Maakt deel uit van:Van-Nu-en-Straks
Fernand V. Toussaint van Boelaere
Anderlecht, 18 februari 1875 – Brussel, 30 april 1947
‘Goudsmid der Vlaamse letteren’
Met zijn zin voor de subtielste schakeringen heeft hij van zijn auteursnaam het merkteken gemaakt van de verfijnde stilist die hij steeds is geweest waardoor hij ter gelegenheid van zijn zestigste verjaardag door minister Hiernaux met deze eretitel werd bedacht.
Men heeft Van Boelaere uitentreuren gekarakteriseerd als de goudsmid uit de Vlaamse literatuur; deze karakteristiek geldt dan niet alleen zijn voorname verzorging van de klank- en ritme-elementen in zijn proza, zij geldt evenzeer voor de doordachte compositie van zijn verhalen, hun gehele opzet en de opvatting van het gebeuren. Op enkele plaatsen moge de hedendaagse lezer de beschrijving even iets te breed aandoen, als geheel handhaaft Van Boelaeres werk zich, doordat het, negatief, essentieel afwijkt van de verouderde beschrijvingskunst, – positief doordat alle materie psychologisch zinrijk gevormd werd en in artistiek daaruit voortvloeiende vorm neergeschreven.
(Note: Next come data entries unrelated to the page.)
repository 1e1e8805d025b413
pub mod repositories;
use super::mongo_repository::{MongoModel, MongoRepository};
use crate::domain::entities::{Bookmark, BookmarkPatch, NewBookmark};
use crate::domain::value_objects::BookmarkId;
use crate::shared::AppError;
use chrono::{DateTime, TimeZone, Utc};
use mongodb::bson::oid::ObjectId;
use mongodb::bson::{self, doc, DateTime as BsonDateTime, Document};
use serde::{Deserialize, Serialize};

pub type MongoBookmarkRepository = MongoRepository<Bookmark>;

/// Stored layout of the `bookmarks` collection.
#[derive(Debug, Clone, PartialEq, Serialize, Deserialize)]
#[serde(rename_all = "camelCase")]
pub struct BookmarkDocument {
    #[serde(rename = "_id")]
    id: ObjectId,
    title: String,
    url: String,
    #[serde(default)]
    description: String,
    #[serde(default)]
    tags: Vec<String>,
    created_at: BsonDateTime,
    updated_at: BsonDateTime,
}

fn to_utc(value: BsonDateTime) -> Result<DateTime<Utc>, AppError> {
    Utc.timestamp_millis_opt(value.timestamp_millis())
        .single()
        .ok_or_else(|| AppError::Serialization("Invalid timestamp".to_string()))
}

impl MongoModel for Bookmark {
    const COLLECTION: &'static str = "bookmarks";

    type Document = BookmarkDocument;

    fn new_document(id: ObjectId, input: NewBookmark, now: BsonDateTime) -> BookmarkDocument {
        BookmarkDocument {
            id,
            title: input.title,
            url: input.url,
            description: input.description.unwrap_or_default(),
            tags: input.tags.unwrap_or_default(),
            created_at: now,
            updated_at: now,
        }
    }

    fn from_document(document: BookmarkDocument) -> Result<Bookmark, AppError> {
        let id = BookmarkId::new(document.id.to_hex())
            .map_err(|err| AppError::Serialization(format!("Invalid BookmarkId: {err}")))?;

        Ok(Bookmark::from_parts(
            id,
            document.title,
            document.url,
            document.description,
            document.tags,
            to_utc(document.created_at)?,
            to_utc(document.updated_at)?,
        ))
    }

    fn update_document(patch: &BookmarkPatch, now: BsonDateTime) -> Result<Document, AppError> {
        let mut set = bson::to_document(patch)?;
        set.insert("updatedAt", now);
        Ok(doc! { "$set": set })
    }
}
G.P.M. Knuvelder, ‘Prozaschrijvers’ In: Handboek tot de geschiedenis der Nederlandse letterkunde. Deel 4 (1953)
Pseudoniemen: Fer Ben Iskaneri (in: De Boomgaard) voor details zie rubriek A-Z Pseudoniemen lexicon
BIOGRAFIE
18 februari 1875: Werd als Fernand Victor Toussaint geboren te Anderlecht.
- Voegde aan zijn naam ‘van Boelaere’ toe, om zich te onderscheiden van twee andere Toussaints die eveneens te Brussel werkzaam waren, een twee jaar oudere schilder en een schrijver van hyperromantische draken.
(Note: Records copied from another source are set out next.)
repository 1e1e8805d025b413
#![allow(dead_code)]

use utoipa::OpenApi;

use crate::presentation::dto::{
    BookmarkPageResponse, BookmarkResponse, CreateBookmarkRequest, DeleteBookmarkResponse,
    UpdateBookmarkRequest,
};
use crate::{ErrorResponse, HealthStatus};

#[derive(OpenApi)]
#[openapi(
    paths(
        healthz_doc,
        metrics_doc,
        openapi_doc,
        bookmark_create_doc,
        bookmark_list_doc,
        bookmark_get_doc,
        bookmark_update_doc,
        bookmark_delete_doc
    ),
    components(schemas(
        HealthStatus,
        ErrorResponse,
        CreateBookmarkRequest,
        UpdateBookmarkRequest,
        BookmarkResponse,
        BookmarkPageResponse,
        DeleteBookmarkResponse
    )),
    tags(
        (name = "bookmark", description = "Bookmark CRUD"),
        (name = "health", description = "Service health")
    )
)]
pub struct BookmarkApiDoc;

pub fn document() -> utoipa::openapi::OpenApi {
    BookmarkApiDoc::openapi()
}

#[utoipa::path(
    get,
    path = "/healthz",
    tag = "health",
    responses((status = 200, body = HealthStatus), (status = 503, body = HealthStatus))
)]
fn healthz_doc() {}

#[utoipa::path(
    get,
    path = "/metrics",
    tag = "health",
    responses((status = 200, content_type = "text/plain", body = String))
)]
fn metrics_doc() {}

#[utoipa::path(
    get,
    path = "/v1/openapi.json",
    responses((status = 200, body = serde_json::Value))
)]
fn openapi_doc() {}

#[utoipa::path(
    post,
    path = "/bookmark",
    tag = "bookmark",
    request_body = CreateBookmarkRequest,
    responses(
        (status = 201, body = BookmarkResponse),
        (status = 400, body = ErrorResponse)
    )
)]
fn bookmark_create_doc() {}

#[utoipa::path(
    get,
    path = "/bookmark",
    tag = "bookmark",
    params(
        ("page" = Option<u32>, Query, description = "1-based page number, default 1"),
        ("limit" = Option<u32>, Query, description = "Page size, default 10; 0 returns every match"),
        ("search" = Option<String>, Query, description = "Case-insensitive match on title or description")
    ),
    responses(
        (status = 200, body = BookmarkPageResponse),
        (status = 400, body = ErrorResponse)
    )
)]
fn bookmark_list_doc() {}

#[utoipa::path(
    get,
    path = "/bookmark/{id}",
    tag = "bookmark",
    params(("id" = String, Path, description = "Bookmark id")),
    responses(
        (status = 200, body = BookmarkResponse),
        (status = 404, body = ErrorResponse)
    )
)]
fn bookmark_get_doc() {}

#[utoipa::path(
    patch,
    path = "/bookmark/{id}",
    tag = "bookmark",
    params(("id" = String, Path, description = "Bookmark id")),
    request_body = UpdateBookmarkRequest,
    responses(
        (status = 200, body = BookmarkResponse),
        (status = 400, body = ErrorResponse),
        (status = 404, body = ErrorResponse)
    )
)]
fn bookmark_update_doc() {}

#[utoipa::path(
    delete,
    path = "/bookmark/{id}",
    tag = "bookmark",
    params(("id" = String, Path, description = "Bookmark id")),
    responses(
        (status = 200, body = DeleteBookmarkResponse),
        (status = 404, body = ErrorResponse)
    )
)]
fn bookmark_delete_doc() {}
- Fernand Toussaint, geboren te Brussel in 1873, was een schilder gevormd aan de Kon. Ac. voor Schone Kunsten te Brussel en in het atelier van Portaels. Vooral bekend om zijn intimistische vrouwenportretten. Overleden in 1955.
- Jef Toussaint, geboren te Brussel in 1867, schreef aanvankelijk in het Frans gedichten en liederen onder het pseudoniem Ivan Wexther. In het Nederlands schreef hij een aantal drama’s, komedies en operettes. Overleden te Sint-Joost-ten-Node in 1934)
Studeerde aan de Nederlandstalige afdeling van het Atheneum te Brussel en gedurende enige tijd in de Letteren en Wijsbegeerte, afdeling Klassieke filologie, aan de Université Libre de Bruxelles.
Was lid van de Brusselse leerlingenkring ‘Help U Zelf’ waarvan hij voorzitter werd (1893-1894).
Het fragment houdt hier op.